The consent form for these medications is "Side-Effect Medication (Anticholinergic)".

Antihistamines

General Description

Antihistamines are used in psychiatry primarily for the treatment of drug-induced extrapyramidal symptoms and as mild hypnotics and sedatives. Diphenhydramine (Benadryl) is used for the treatment of extrapyramidal symptoms and sometimes as a hypnotic; and hydroxyzine hydrochloride (Atarax) and hydroxyzine pamoate (Vistaril) are used as sedatives.

Indications for Medication

The use of antihistamines for medication-induced movement disorders is a possible alternative to anticholinergics and amantadine (Symadine, Symmetrel), especially in patients who are especially sensitive to anticholinergic effects and who cannot tolerate amantadine.

The antihistamines are relatively safe hypnotics, although they are not superior to the benzodiazepines. The antihistamines have not been effective as anxiolytic therapy for more than a few months. The benzodiazepines and buspirone (Buspar) are more effective for chronic anxiolytic therapy.

Clinical Guidelines

Diphenhydramine is used in the short-term and long-term treatment of drug-induced extrapyramidal symptoms and as a hypnotic. The typical dose range of diphenhydramine is from 50-200mg daily. If diphenhydramine is used in the injectable IM form, the injections should be given deep since superficial injections cause local irritation.

Hydroxyzine is most commonly used as a short-term anxiolytic. For short-term treatment, hydroxyzine may be administered IM (never IV), 50-100mg, every four to six hours. For longer treatment, hydroxyzine is usually given 50-400mg daily in the treatment of anxiety.

Adverse Effects

Antihistamines are commonly associated with sedation, dizziness and hypotension, all of which can be severe in elderly patients. Poor motor coordination can result in accidents. Other common adverse effects include epigastric distress, nausea, vomiting, diarrhea and constipation.

Antihistamines should be used with caution in patients with urinary problems, asthma, enlarged prostate or glaucoma. Diphenhydramine should be used in pregnancy only if clearly needed. Hydroxyzine is contraindicated in early pregnancy because of reports of fetal damage in animals.

Drug-Drug Interactions

The sedative property of antihistamines can be additive with central nervous system CNS depressants, including alcohol, other sedative-hypnotic drugs, and psychotropic drugs. The anticholinergic activity of antihistamines can be additive with other drugs, causing increased anticholinergic symptoms.

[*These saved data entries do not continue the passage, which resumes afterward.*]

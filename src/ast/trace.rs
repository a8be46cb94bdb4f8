use super::Value;

/// A record of how an expression was evaluated, including intermediate values.
#[derive(Debug, Clone)]
pub enum EvaluationTrace {
    BinaryOp {
        op_symbol: &'static str,
        left: Box<EvaluationTrace>,
        right: Box<EvaluationTrace>,
        outcome: Value,
    },
    UnaryOp {
        op_symbol: &'static str,
        child: Box<EvaluationTrace>,
        outcome: Value,
    },
    Call {
        name: &'static str,
        args: Vec<EvaluationTrace>,
        outcome: Value,
    },
    Leaf {
        source: String,
        value: Value,
        from_input: bool,
    },
    NotEvaluated,
}

impl EvaluationTrace {
    pub fn get_outcome(&self) -> Value {
        match self {
            EvaluationTrace::BinaryOp { outcome, .. } => outcome.clone(),
            EvaluationTrace::UnaryOp { outcome, .. } => outcome.clone(),
            EvaluationTrace::Call { outcome, .. } => outcome.clone(),
            EvaluationTrace::Leaf { value, .. } => value.clone(),
            EvaluationTrace::NotEvaluated => Value::Null,
        }
    }

    /// Mirrors `Expression::precedence`.
    pub fn precedence(&self) -> u8 {
        match self {
            EvaluationTrace::BinaryOp { op_symbol, .. } => match *op_symbol {
                "||" => 1,
                "&&" => 2,
                "==" | "!=" => 3,
                ">" | ">=" | "<" | "<=" => 4,
                "+" | "-" => 5,
                "*" | "/" | "%" => 6,
                _ => 0,
            },
            EvaluationTrace::UnaryOp { .. } => 7,
            EvaluationTrace::Call { .. }
            | EvaluationTrace::Leaf { .. }
            | EvaluationTrace::NotEvaluated => 8,
        }
    }
}
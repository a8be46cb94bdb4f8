pub mod conversion;
pub mod editor;
pub mod snapshot;

pub use conversion::*;
pub use editor::*;
pub use snapshot::*;
#[cfg(test)]
mod edge_tests {
    use super::*;

    #[test]
    fn test_edge_touches_both_ends_only() {
        let mut graph = WorkflowGraph::new();
        let a = graph.add_node(NodeKind::Trigger, None);
        let b = graph.add_node(NodeKind::Output, None);
        let c = graph.add_node(NodeKind::Tool, None);
        let edge_id = graph.connect(&a, "output", &b, "input").unwrap();

        let edge = graph.edge(&edge_id).unwrap();
        assert!(edge.touches(&a));
        assert!(edge.touches(&b));
        assert!(!edge.touches(&c));
    }

    #[test]
    fn test_connect_rejects_unknown_nodes() {
        let mut graph = WorkflowGraph::new();
        let a = graph.add_node(NodeKind::Tool, None);
        assert_eq!(
            graph.connect(&a, "output", "ghost", "input").unwrap_err(),
            GraphError::NodeNotFound("ghost".to_string())
        );
        assert_eq!(
            graph.connect("ghost", "output", &a, "input").unwrap_err(),
            GraphError::NodeNotFound("ghost".to_string())
        );
        assert_eq!(graph.edge_count(), 0);
    }

    #[test]
    fn test_connect_twice_is_a_duplicate() {
        let mut graph = WorkflowGraph::new();
        let a = graph.add_node(NodeKind::Tool, None);
        let b = graph.add_node(NodeKind::Output, None);
        let id = graph.connect(&a, "output", &b, "input").unwrap();
        assert_eq!(id, format!("e{}-output-{}-input", a, b));
        assert_eq!(
            graph.connect(&a, "output", &b, "input").unwrap_err(),
            GraphError::DuplicateEdge(id)
        );
    }

    #[test]
    fn test_branch_nodes_only_offer_their_handles() {
        let mut graph = WorkflowGraph::new();
        let check = graph.add_node(NodeKind::IfElse, None);
        let route = graph.add_node(NodeKind::Switch, None);
        let out = graph.add_node(NodeKind::Output, None);

        assert!(matches!(
            graph.connect(&check, "output", &out, "input").unwrap_err(),
            GraphError::InvalidHandle { .. }
        ));
        assert!(graph.connect(&check, "true", &out, "input").is_ok());
        assert!(graph.connect(&check, "false", &out, "input").is_ok());

        assert!(matches!(
            graph.connect(&route, "case-", &out, "input").unwrap_err(),
            GraphError::InvalidHandle { .. }
        ));
        assert!(graph.connect(&route, "case-admin", &out, "input").is_ok());
        assert!(graph.connect(&route, "default", &out, "input").is_ok());
    }

    #[test]
    fn test_self_loop_is_allowed() {
        let mut graph = WorkflowGraph::new();
        let a = graph.add_node(NodeKind::ImprovementLoop, None);
        graph.connect(&a, "output", &a, "input").unwrap();
        graph
            .send_data(&a, payload(&[("score", Value::from(0.7))]))
            .unwrap();
        assert_eq!(
            graph.node(&a).unwrap().data.inputs.get("score"),
            Some(&Value::from(0.7))
        );
        graph.remove_node(&a).unwrap();
        assert_eq!(graph.edge_count(), 0);
    }

    #[test]
    fn test_remove_unknown_edge_fails() {
        let mut graph = WorkflowGraph::new();
        assert_eq!(
            graph.remove_edge("e-missing").unwrap_err(),
            GraphError::EdgeNotFound("e-missing".to_string())
        );
    }
}

#[cfg(test)]
mod propagation_tests {
    use super::*;

    #[test]
    fn test_send_data_reaches_direct_successors() {
        let mut graph = WorkflowGraph::new();
        let source = graph.add_node(NodeKind::Http, None);
        let left = graph.add_node(NodeKind::Llm, None);
        let right = graph.add_node(NodeKind::Memory, None);
        graph.connect(&source, "output", &left, "input").unwrap();
        graph.connect(&source, "output", &right, "input").unwrap();

        let deliveries = graph
            .send_data(
                &source,
                payload(&[("status", Value::from(200.0)), ("body", Value::from("ok"))]),
            )
            .unwrap();

        assert_eq!(deliveries.len(), 2);
        for delivery in &deliveries {
            assert_eq!(delivery.keys, vec!["body".to_string(), "status".to_string()]);
        }
        for target in [&left, &right] {
            let inputs = &graph.node(target).unwrap().data.inputs;
            assert_eq!(inputs.get("status"), Some(&Value::from(200.0)));
            assert_eq!(inputs.get("body"), Some(&Value::from("ok")));
        }
    }

    #[test]
    fn test_propagation_is_one_hop() {
        let mut graph = WorkflowGraph::new();
        let a = graph.add_node(NodeKind::Trigger, None);
        let b = graph.add_node(NodeKind::Prompt, None);
        let c = graph.add_node(NodeKind::Output, None);
        graph.connect(&a, "output", &b, "input").unwrap();
        graph.connect(&b, "output", &c, "input").unwrap();

        graph.send_data(&a, payload(&[("q", Value::from("hi"))])).unwrap();

        assert!(graph.node(&b).unwrap().data.inputs.contains_key("q"));
        assert!(graph.node(&c).unwrap().data.inputs.is_empty());
    }

    #[test]
    fn test_merge_is_shallow_and_last_write_wins() {
        let mut graph = WorkflowGraph::new();
        let a = graph.add_node(NodeKind::Tool, None);
        let b = graph.add_node(NodeKind::Output, None);
        graph.connect(&a, "output", &b, "input").unwrap();

        graph
            .send_data(&a, payload(&[("x", Value::from(1.0)), ("y", Value::from(1.0))]))
            .unwrap();
        graph.send_data(&a, payload(&[("x", Value::from(2.0))])).unwrap();

        let inputs = &graph.node(&b).unwrap().data.inputs;
        assert_eq!(inputs.get("x"), Some(&Value::from(2.0)));
        assert_eq!(inputs.get("y"), Some(&Value::from(1.0)));
    }

    #[test]
    fn test_connect_replays_accumulated_outputs() {
        let mut graph = WorkflowGraph::new();
        let a = graph.add_node(NodeKind::FileReader, None);
        let b = graph.add_node(NodeKind::Llm, None);
        graph
            .send_data(&a, payload(&[("text", Value::from("contents"))]))
            .unwrap();
        assert!(graph.node(&b).unwrap().data.inputs.is_empty());

        graph.connect(&a, "output", &b, "input").unwrap();
        assert_eq!(
            graph.node(&b).unwrap().data.inputs.get("text"),
            Some(&Value::from("contents"))
        );
    }

    #[test]
    fn test_empty_payload_is_a_no_op() {
        let mut graph = WorkflowGraph::new();
        let a = graph.add_node(NodeKind::Tool, None);
        let b = graph.add_node(NodeKind::Output, None);
        graph.connect(&a, "output", &b, "input").unwrap();
        graph.drain_events();

        let deliveries = graph.send_data(&a, Payload::new()).unwrap();
        assert!(deliveries.is_empty());
        assert!(graph.events().is_empty());
        assert_eq!(graph.node(&a).unwrap().data.revision, 0);

        assert_eq!(
            graph.send_data("ghost", Payload::new()).unwrap_err(),
            GraphError::NodeNotFound("ghost".to_string())
        );
    }

    #[test]
    fn test_send_from_handle_only_uses_that_handle() {
        let mut graph = WorkflowGraph::new();
        let a = graph.add_node(NodeKind::Evaluation, None);
        let pass = graph.add_node(NodeKind::Output, None);
        let fail = graph.add_node(NodeKind::Feedback, None);
        graph.connect(&a, "pass", &pass, "input").unwrap();
        graph.connect(&a, "fail", &fail, "input").unwrap();

        let deliveries = graph
            .send_data_from_handle(&a, "pass", payload(&[("score", Value::from(9.0))]))
            .unwrap();

        assert_eq!(deliveries.len(), 1);
        assert_eq!(deliveries[0].target, pass);
        assert!(graph.node(&fail).unwrap().data.inputs.is_empty());
    }

    #[test]
    fn test_send_records_output_and_input_events() {
        let mut graph = WorkflowGraph::new();
        let a = graph.add_node(NodeKind::Trigger, None);
        let b = graph.add_node(NodeKind::Output, None);
        graph.connect(&a, "output", &b, "input").unwrap();
        graph.drain_events();

        graph.send_data(&a, payload(&[("v", Value::from(true))])).unwrap();

        assert_eq!(
            graph.drain_events(),
            vec![
                GraphEvent::OutputsChanged {
                    node_id: a.clone(),
                    revision: 1
                },
                GraphEvent::InputsChanged {
                    node_id: b.clone(),
                    revision: 1
                },
            ]
        );
        assert!(graph.events().is_empty());
    }
}
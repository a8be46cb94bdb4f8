use super::edge::{Edge, EdgeKind};
use super::event::GraphEvent;
use super::node::{Node, NodeKind, Position};
use crate::ast::Value;
use crate::compiler::Compiler;
use crate::config::EngineConfig;
use crate::error::GraphError;
use ahash::AHashMap;
use tracing::debug;

/// The workflow's nodes and edges, stored as an arena keyed by id.
///
/// Insertion order is kept for listing, and adjacency indexes make
/// "edges leaving node X" a lookup instead of a scan. All mutation goes
/// through `&mut self` commands that append to an event log.
///
/// The log is never trimmed by the graph itself. Hosts that keep a graph
/// alive across many edits must call [`WorkflowGraph::drain_events`]
/// regularly, or it grows with every command.
#[derive(Debug, Clone)]
pub struct WorkflowGraph {
    nodes: AHashMap<String, Node>,
    node_order: Vec<String>,
    edges: AHashMap<String, Edge>,
    edge_order: Vec<String>,
    outgoing: AHashMap<String, Vec<String>>,
    incoming: AHashMap<String, Vec<String>>,
    next_node_seq: u64,
    events: Vec<GraphEvent>,
    pub(crate) config: EngineConfig,
    pub(crate) compiler: Compiler,
}

impl Default for WorkflowGraph {
    fn default() -> Self {
        Self::with_config(EngineConfig::default())
    }
}

impl WorkflowGraph {
    pub fn new() -> Self {
        Self::default()
    }

    pub fn with_config(config: EngineConfig) -> Self {
        Self {
            nodes: AHashMap::new(),
            node_order: Vec::new(),
            edges: AHashMap::new(),
            edge_order: Vec::new(),
            outgoing: AHashMap::new(),
            incoming: AHashMap::new(),
            next_node_seq: 0,
            events: Vec::new(),
            compiler: Compiler::new(&config.evaluation),
            config,
        }
    }

    pub fn config(&self) -> &EngineConfig {
        &self.config
    }

    pub fn compiler(&self) -> &Compiler {
        &self.compiler
    }

    // --- Nodes ---

    /// Adds a node of `kind` with a fresh `<kind>-<n>` id. Without a position
    /// the node goes into the next free slot of the layout grid.
    pub fn add_node(&mut self, kind: NodeKind, position: Option<Position>) -> String {
        let id = loop {
            self.next_node_seq += 1;
            let candidate = format!("{}-{}", kind, self.next_node_seq);
            if !self.nodes.contains_key(&candidate) {
                break candidate;
            }
        };
        let position = position.unwrap_or_else(|| self.config.layout.slot(self.nodes.len()));
        self.attach_node(Node::new(id.clone(), kind, position));
        id
    }

    /// Inserts a fully formed node, keeping its id.
    pub fn insert_node(&mut self, node: Node) -> Result<(), GraphError> {
        if self.nodes.contains_key(&node.id) {
            return Err(GraphError::DuplicateNode(node.id));
        }
        self.attach_node(node);
        Ok(())
    }

    fn attach_node(&mut self, node: Node) {
        let node_id = node.id.clone();
        debug!(node_id = %node_id, kind = %node.kind, "Node added");
        self.node_order.push(node_id.clone());
        self.nodes.insert(node_id.clone(), node);
        self.events.push(GraphEvent::NodeAdded { node_id });
    }

    /// Removes a node together with every edge that touches it. Each removed
    /// edge retracts its key from its target, exactly like `remove_edge`.
    pub fn remove_node(&mut self, node_id: &str) -> Result<Node, GraphError> {
        if !self.nodes.contains_key(node_id) {
            return Err(GraphError::NodeNotFound(node_id.to_string()));
        }

        let mut incident: Vec<String> = self
            .outgoing
            .get(node_id)
            .into_iter()
            .chain(self.incoming.get(node_id))
            .flatten()
            .cloned()
            .collect();
        incident.sort();
        incident.dedup();

        for edge_id in &incident {
            self.remove_edge(edge_id)?;
        }

        self.outgoing.remove(node_id);
        self.incoming.remove(node_id);
        self.node_order.retain(|id| id != node_id);
        let node = self
            .nodes
            .remove(node_id)
            .ok_or_else(|| GraphError::NodeNotFound(node_id.to_string()))?;

        debug!(node_id, edges_removed = incident.len(), "Node removed");
        self.events.push(GraphEvent::NodeRemoved {
            node_id: node_id.to_string(),
            edges_removed: incident,
        });
        Ok(node)
    }

    pub fn move_node(&mut self, node_id: &str, position: Position) -> Result<(), GraphError> {
        self.node_mut(node_id)?.position = position;
        self.events.push(GraphEvent::NodeMoved {
            node_id: node_id.to_string(),
        });
        Ok(())
    }

    /// Shallow-merges `patch` into the node's saved config (the panel's "Save").
    pub fn update_node_config<I>(&mut self, node_id: &str, patch: I) -> Result<u64, GraphError>
    where
        I: IntoIterator<Item = (String, Value)>,
    {
        let node = self.node_mut(node_id)?;
        node.data.config.extend(patch);
        node.data.revision += 1;
        let revision = node.data.revision;
        self.events.push(GraphEvent::ConfigChanged {
            node_id: node_id.to_string(),
            revision,
        });
        Ok(revision)
    }

    pub fn set_label(&mut self, node_id: &str, label: Option<String>) -> Result<(), GraphError> {
        let node = self.node_mut(node_id)?;
        node.data.label = label;
        node.data.revision += 1;
        let revision = node.data.revision;
        self.events.push(GraphEvent::ConfigChanged {
            node_id: node_id.to_string(),
            revision,
        });
        Ok(())
    }

    // --- Edges ---

    /// Connects two handles and immediately replays the source's accumulated
    /// outputs into the new target (one hop).
    pub fn connect(
        &mut self,
        source: &str,
        source_handle: &str,
        target: &str,
        target_handle: &str,
    ) -> Result<String, GraphError> {
        let edge = Edge {
            id: Edge::default_id(source, source_handle, target, target_handle),
            source: source.to_string(),
            target: target.to_string(),
            source_handle: source_handle.to_string(),
            target_handle: target_handle.to_string(),
            kind: EdgeKind::Custom,
        };
        let edge_id = edge.id.clone();
        self.insert_edge(edge)?;
        self.replay_outputs(&edge_id)?;
        Ok(edge_id)
    }

    /// Inserts an edge without propagating anything.
    pub fn insert_edge(&mut self, edge: Edge) -> Result<(), GraphError> {
        if self.edges.contains_key(&edge.id) {
            return Err(GraphError::DuplicateEdge(edge.id));
        }
        let source_kind = self.node(&edge.source).map(|n| n.kind).ok_or_else(|| {
            GraphError::NodeNotFound(edge.source.clone())
        })?;
        if !self.nodes.contains_key(&edge.target) {
            return Err(GraphError::NodeNotFound(edge.target.clone()));
        }
        if !source_kind.accepts_source_handle(&edge.source_handle) {
            return Err(GraphError::InvalidHandle {
                node_id: edge.source.clone(),
                kind: source_kind.to_string(),
                handle: edge.source_handle.clone(),
            });
        }

        debug!(
            edge_id = %edge.id,
            source = %edge.source,
            target = %edge.target,
            "Edge added"
        );
        self.outgoing
            .entry(edge.source.clone())
            .or_default()
            .push(edge.id.clone());
        self.incoming
            .entry(edge.target.clone())
            .or_default()
            .push(edge.id.clone());
        self.edge_order.push(edge.id.clone());
        self.events.push(GraphEvent::EdgeAdded {
            edge_id: edge.id.clone(),
        });
        self.edges.insert(edge.id.clone(), edge);
        Ok(())
    }

    /// Removes an edge and retracts the key named by its `source_handle` from
    /// the target's inputs. There is no reference counting: the key goes even
    /// if another edge also supplied it.
    pub fn remove_edge(&mut self, edge_id: &str) -> Result<Edge, GraphError> {
        let edge = self
            .edges
            .remove(edge_id)
            .ok_or_else(|| GraphError::EdgeNotFound(edge_id.to_string()))?;

        if let Some(ids) = self.outgoing.get_mut(&edge.source) {
            ids.retain(|id| id != edge_id);
        }
        if let Some(ids) = self.incoming.get_mut(&edge.target) {
            ids.retain(|id| id != edge_id);
        }
        self.edge_order.retain(|id| id != edge_id);
        self.events.push(GraphEvent::EdgeRemoved {
            edge_id: edge_id.to_string(),
        });

        self.retract(&edge);
        Ok(edge)
    }

    // --- Lookups ---

    pub fn node(&self, node_id: &str) -> Option<&Node> {
        self.nodes.get(node_id)
    }

    pub(crate) fn node_mut(&mut self, node_id: &str) -> Result<&mut Node, GraphError> {
        self.nodes
            .get_mut(node_id)
            .ok_or_else(|| GraphError::NodeNotFound(node_id.to_string()))
    }

    pub fn edge(&self, edge_id: &str) -> Option<&Edge> {
        self.edges.get(edge_id)
    }

    pub fn contains_node(&self, node_id: &str) -> bool {
        self.nodes.contains_key(node_id)
    }

    /// Nodes in insertion order.
    pub fn nodes(&self) -> impl Iterator<Item = &Node> {
        self.node_order.iter().filter_map(|id| self.nodes.get(id))
    }

    /// Edges in insertion order.
    pub fn edges(&self) -> impl Iterator<Item = &Edge> {
        self.edge_order.iter().filter_map(|id| self.edges.get(id))
    }

    /// Edges whose source is `node_id`.
    pub fn outgoing(&self, node_id: &str) -> impl Iterator<Item = &Edge> {
        self.outgoing
            .get(node_id)
            .into_iter()
            .flatten()
            .filter_map(|id| self.edges.get(id))
    }

    /// Edges whose target is `node_id`.
    pub fn incoming(&self, node_id: &str) -> impl Iterator<Item = &Edge> {
        self.incoming
            .get(node_id)
            .into_iter()
            .flatten()
            .filter_map(|id| self.edges.get(id))
    }

    pub fn node_count(&self) -> usize {
        self.nodes.len()
    }

    pub fn edge_count(&self) -> usize {
        self.edges.len()
    }

    // --- Events ---

    /// Events recorded since the last [`WorkflowGraph::drain_events`].
    pub fn events(&self) -> &[GraphEvent] {
        &self.events
    }

    /// Returns the recorded events and clears the log.
    pub fn drain_events(&mut self) -> Vec<GraphEvent> {
        std::mem::take(&mut self.events)
    }

    pub(crate) fn record(&mut self, event: GraphEvent) {
        self.events.push(event);
    }
}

A word of caution: antihistamines compounded with decongestants should not be taken within two weeks of a MAOI. Co-administration of antihistamines with opioids can increase the rush experienced by addicts. Therefore, a potential for abuse of antihistamines is associated with this group of patients.

The consent form for these medications is "Side-Effect Medication (Anticholinergic)."